# Goal of the exercise:
Tally up the lines below that contain the word "Dependencies" and give the total alone.
┄┄┄┄┄┄┄┄┄┄
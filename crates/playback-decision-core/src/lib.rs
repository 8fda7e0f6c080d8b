// crates/playback-decision-core/src/lib.rs
// ============================================================================
// Module: Playback Decision Core Library
// Description: Public API surface for the playback decision engine.
// Purpose: Expose core types, interfaces, runtime stages, and telemetry.
// Dependencies: crate::{core, interfaces, runtime, telemetry}
// ============================================================================

//! ## Overview
//! Playback Decision core is a pure, deterministic policy function. Given media
//! truth and a client's declared capabilities it decides whether playback is
//! delivered as `direct_play`, `direct_stream`, `transcode`, or `deny`, and
//! explains the choice with ordered reason codes. It performs no I/O and holds
//! no cross-call state. Embedding services resolve output handles and own any
//! caching keyed by the canonical input hash.

// ============================================================================
// SECTION: Modules
// ============================================================================

pub mod core;
pub mod interfaces;
pub mod runtime;
pub mod telemetry;

// ============================================================================
// SECTION: Re-Exports
// ============================================================================

pub use core::*;

pub use interfaces::DecisionObserver;
pub use interfaces::NoopObserver;
pub use runtime::CanonicalInput;
pub use runtime::DecisionEngine;
pub use runtime::DecisionReport;
pub use runtime::EngineConfig;
pub use runtime::InvariantViolation;
pub use runtime::Outcome;
pub use runtime::SchemaKind;
pub use runtime::canonical_input_json;
pub use runtime::classify_schema;
pub use runtime::decode_decision_input;
pub use runtime::evaluate_input;
pub use runtime::input_hash;
pub use runtime::normalize_input;
pub use telemetry::DecisionEvent;
pub use telemetry::TracingObserver;
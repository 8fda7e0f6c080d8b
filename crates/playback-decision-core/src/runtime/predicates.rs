// crates/playback-decision-core/src/runtime/predicates.rs
// ============================================================================
// Module: Playback Decision Predicates
// Description: Compatibility matrix between source truth and client capabilities.
// Purpose: Derive the booleans the decision table branches on.
// Dependencies: crate::core
// ============================================================================

//! ## Overview
//! Predicates are a pure function of normalized input. Membership compares
//! normalized strings, so callers must normalize first. `max_video` is carried
//! on the input but no predicate consults it.

// ============================================================================
// SECTION: Imports
// ============================================================================

use crate::core::DIRECT_PLAY_CONTAINERS;
use crate::core::DecisionInput;

// ============================================================================
// SECTION: Predicates
// ============================================================================

/// Derived compatibility booleans.
#[allow(clippy::struct_excessive_bools, reason = "Predicates are a flat boolean matrix.")]
#[derive(Debug, Clone, Copy, PartialEq, Eq, Default)]
pub struct Predicates {
    /// Source container is in the client set.
    pub can_container: bool,
    /// Source video codec is in the client set.
    pub can_video: bool,
    /// Source audio codec is in the client set.
    pub can_audio: bool,
    /// Unmodified file delivery is possible.
    pub direct_play_possible: bool,
    /// Repackaged segmented delivery is possible.
    pub direct_stream_possible: bool,
    /// Re-encoding is required to play at all.
    pub transcode_needed: bool,
    /// Re-encoding is permitted and deliverable.
    pub transcode_possible: bool,
}

/// Evaluates predicates for a normalized input.
#[must_use]
pub fn evaluate_predicates(input: &DecisionInput) -> Predicates {
    let source = &input.source;
    let caps = &input.capabilities;
    let can_container = contains(&caps.containers, &source.container);
    let can_video = contains(&caps.video_codecs, &source.video_codec);
    let can_audio = contains(&caps.audio_codecs, &source.audio_codec);
    let direct_play_possible = can_container
        && can_video
        && can_audio
        && DIRECT_PLAY_CONTAINERS.contains(&source.container.as_str())
        && caps.supports_range == Some(true);
    let direct_stream_possible = caps.supports_hls && can_video && can_audio;
    let transcode_needed =
        !can_video || !can_audio || (!direct_play_possible && !direct_stream_possible);
    let transcode_possible = input.policy.allow_transcode && caps.supports_hls;
    Predicates {
        can_container,
        can_video,
        can_audio,
        direct_play_possible,
        direct_stream_possible,
        transcode_needed,
        transcode_possible,
    }
}

/// Membership over a normalized list.
fn contains(values: &[String], needle: &str) -> bool {
    values.iter().any(|value| value == needle)
}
┄┄┄┄┄┄┄┄┄┄
# Completed exercise:
2